洞口的张雁将所有法器都用到了极致依旧炸不开堵着的乱石,连吞下三颗补气丹,拉上还在努力却已经几近暴走的张鱼往回飞,“走!”
可四只金鳞兽此时也已经知道他们想要回去,像猫扑蝴蝶一样在通道就等着抓他们。
能通行的空隙只够勉强过一人。
从小作为天之骄子长大,向来顺风顺水,从来只有他们欺负别人却从未被欺负过的张氏兄妹终于意识到他们真的走到了穷途末路。
筑基,结丹,崛起家族的梦从梦想变成了黄粱一梦。
他们要死在这里了。
张鱼:“哥!不走了,咱们去洞口,天不让咱们活,大不了被这些畜生吃了。

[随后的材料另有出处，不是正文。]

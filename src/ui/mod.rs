// sticky-scroll - Auto-follow scrolling for chat and log transcripts
// Copyright (C) 2025  The sticky-scroll contributors
//
// This program is free software: you can redistribute it and/or modify
// it under the terms of the GNU Affero General Public License as
// published by the Free Software Foundation, either version 3 of the
// License, or (at your option) any later version.
//
// This program is distributed in the hope that it will be useful,
// but WITHOUT ANY WARRANTY; without even the implied warranty of
// MERCHANTABILITY or FITNESS FOR A PARTICULAR PURPOSE.  See the
// GNU Affero General Public License for more details.
//
// You should have received a copy of the GNU Affero General Public License
// along with this program.  If not, see <https://www.gnu.org/licenses/>.

mod chat;
mod header;
mod layout;
mod logs;
pub mod theme;

pub use chat::transcript_lines;

use crate::app::App;
use ratatui::Frame;
use ratatui::layout::Rect;
use ratatui::style::Style;
use ratatui::text::{Line, Span};
use ratatui::widgets::Paragraph;
use unicode_width::UnicodeWidthStr;

const FOOTER_PAD: u16 = 2;
const FOOTER_HINT: &str = concat!(
    "Tab focus  \u{2191}\u{2193} PgUp PgDn Home End scroll  ",
    "t tools  n new session  e export  q quit"
);

pub fn render(frame: &mut Frame, app: &mut App) {
    let frame_area = frame.area();

    // Header height is reported before layout so the topbar observer sees it
    let header_rows = header::row_count(app);
    app.set_header_rows(header_rows);
    let areas = layout::compute(frame_area, header_rows);

    header::render(frame, areas.header, header::lines(app));
    render_separator(frame, areas.header_sep);

    app.chat_area = areas.chat;
    app.logs_area = areas.logs;
    chat::render(frame, areas.chat, app);
    render_divider(frame, areas.divider, areas.side_by_side);
    logs::render(frame, areas.logs, app);

    if let Some(footer_area) = areas.footer {
        render_footer(frame, footer_area);
    }
}

fn render_separator(frame: &mut Frame, area: Rect) {
    if area.height == 0 {
        return;
    }
    let line = theme::SEPARATOR_CHAR.repeat(usize::from(area.width));
    frame.render_widget(Paragraph::new(Span::styled(line, Style::default().fg(theme::DIM))), area);
}

fn render_divider(frame: &mut Frame, area: Rect, vertical: bool) {
    if !vertical {
        render_separator(frame, area);
        return;
    }
    let lines: Vec<Line<'static>> = (0..area.height)
        .map(|_| Line::from(Span::styled(theme::DIVIDER_CHAR, Style::default().fg(theme::DIM))))
        .collect();
    frame.render_widget(Paragraph::new(lines), area);
}

fn render_footer(frame: &mut Frame, area: Rect) {
    let padded = Rect {
        x: area.x + FOOTER_PAD,
        y: area.y,
        width: area.width.saturating_sub(FOOTER_PAD * 2),
        height: area.height,
    };
    // Drop the hint entirely rather than cut a key binding in half
    if FOOTER_HINT.width() > usize::from(padded.width) {
        return;
    }
    frame.render_widget(
        Paragraph::new(Span::styled(FOOTER_HINT, Style::default().fg(theme::DIM))),
        padded,
    );
}
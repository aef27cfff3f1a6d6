// sticky-scroll - Auto-follow scrolling for chat and log transcripts
// Copyright (C) 2025  The sticky-scroll contributors
//
// This program is free software: you can redistribute it and/or modify
// it under the terms of the GNU Affero General Public License as
// published by the Free Software Foundation, either version 3 of the
// License, or (at your option) any later version.
//
// This program is distributed in the hope that it will be useful,
// but WITHOUT ANY WARRANTY; without even the implied warranty of
// MERCHANTABILITY or FITNESS FOR A PARTICULAR PURPOSE.  See the
// GNU Affero General Public License for more details.
//
// You should have received a copy of the GNU Affero General Public License
// along with this program.  If not, see <https://www.gnu.org/licenses/>.

use super::threshold::{LOGS_NEAR_BOTTOM_THRESHOLD, NEAR_BOTTOM_THRESHOLD};
use std::time::Duration;

pub const DEFAULT_RETRY_DELAY: Duration = Duration::from_millis(120);
pub const DEFAULT_FORCED_RETRY_DELAY: Duration = Duration::from_millis(150);

/// Tuned thresholds and delays for the scroll scheduler.
#[derive(Debug, Clone, Copy, PartialEq)]
pub struct ScrollPolicy {
    pub chat_near_bottom_px: f64,
    pub logs_near_bottom_px: f64,
    /// Delay of the re-stick check after a regular stick.
    pub retry_delay: Duration,
    /// Delay of the re-stick check after the one-time forced stick.
    pub forced_retry_delay: Duration,
}

impl ScrollPolicy {
    pub const fn retry_delay_for(&self, effective_force: bool) -> Duration {
        if effective_force { self.forced_retry_delay } else { self.retry_delay }
    }
}

impl Default for ScrollPolicy {
    fn default() -> Self {
        Self {
            chat_near_bottom_px: NEAR_BOTTOM_THRESHOLD,
            logs_near_bottom_px: LOGS_NEAR_BOTTOM_THRESHOLD,
            retry_delay: DEFAULT_RETRY_DELAY,
            forced_retry_delay: DEFAULT_FORCED_RETRY_DELAY,
        }
    }
}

”
张雁:“别说傻话!”
好不容易才出了天灵根,全族的希望都在他们身上,不能白白死在这里。
张雁深深看了一眼妹妹,如果不能都活下来,至少活一个。
“别出声。”他将妹妹推向了仅可通过一人的唯一通道,自己则冲向了金鳞兽正面上方的空间。
他个子太大了,说不定钻不过那个通道,妹妹个子小,而且御剑练得比他更精细,应该能行。
第一只,第二只,钻过来了,第三只……
“呃……”张雁抱住钻破他护甲的尖角,用身上仅剩的一张缚身符定住了眼前的金鳞兽,将所有灵力注入木珠中,火球嘭嘭爆裂,围成一个火团,将金鳞兽的头包裹其中。
张雁视野一片火红,循着张鱼的身影想看看她有没有成功脱困,只是,来不及了。
他的意识和视线都消失在黑暗里,再也看不到张鱼,再也看不到家族在他们兄妹手中发扬光大。
“别出声。”
张鱼捂着嘴巴含着泪从受惊的金鳞兽旁飞过,是最后一只了,她成功了。
一个人成功了。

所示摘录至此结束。